William Pitt s'oppose au Stamp Act (1766)

William Pitt the Elder était un éminent parlementaire britannique. Il a servi comme Premier ministre entre 1766 et 1768. Auparavant, Pitt avait vivement critiqué le Stamp Act, le décrivant comme une politique dangereuse fondée sur des principes non démocratiques. Le texte suivant contient des extraits d'un discours prononcé devant le Parlement par Pitt en janvier 1766:

«Messieurs, j'ai été accusé d'avoir donné naissance à la sédition en Amérique. Ils ont exprimé leurs sentiments avec liberté contre cet acte malheureux, et cette liberté est devenue leur crime. Désolé, je dois entendre la liberté de parole dans cette maison imputée comme un crime. Aucun gentleman ne doit avoir peur de l'exercer ...

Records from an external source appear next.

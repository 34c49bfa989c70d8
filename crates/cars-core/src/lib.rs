pub mod config;
pub mod error;
pub mod output;
pub mod pipeline;

pub use config::TransformConfig;
pub use error::{Result, TransformError};
pub use pipeline::{process, TransformSummary};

Le monsieur nous dit que l'Amérique est obstinée; L'Amérique est presque en rébellion ouverte. Je me réjouis que l'Amérique ait résisté. Trois millions de personnes si mortes à tout sentiment de liberté, se soumettant volontairement à l'esclavage, auraient été des instruments appropriés pour faire des esclaves des autres. Je ne viens pas ici armé en tous points, avec des affaires de droit et des actes du parlement, avec le livre des statuts plié en deux pour défendre la cause de la liberté. Si je l'avais fait, j'aurais cité les deux cas de Chester et Durham. Je les aurais cités, pour avoir montré que même sous d'anciens règnes arbitraires, les parlements avaient honte de taxer un peuple sans son consentement, et lui permettaient des représentants…

Le monsieur a mentionné les actionnaires. J'espère qu'il ne considère pas les dettes de la nation comme faisant partie du domaine national. Depuis l'avènement du roi Guillaume, de nombreux ministres - certains d'entre eux grands, d'autres de capacités plus modérées - ont pris la tête du gouvernement. Aucun de ceux-ci n'a pensé, ni n'a jamais rêvé, de voler les colonies de leurs droits constitutionnels ...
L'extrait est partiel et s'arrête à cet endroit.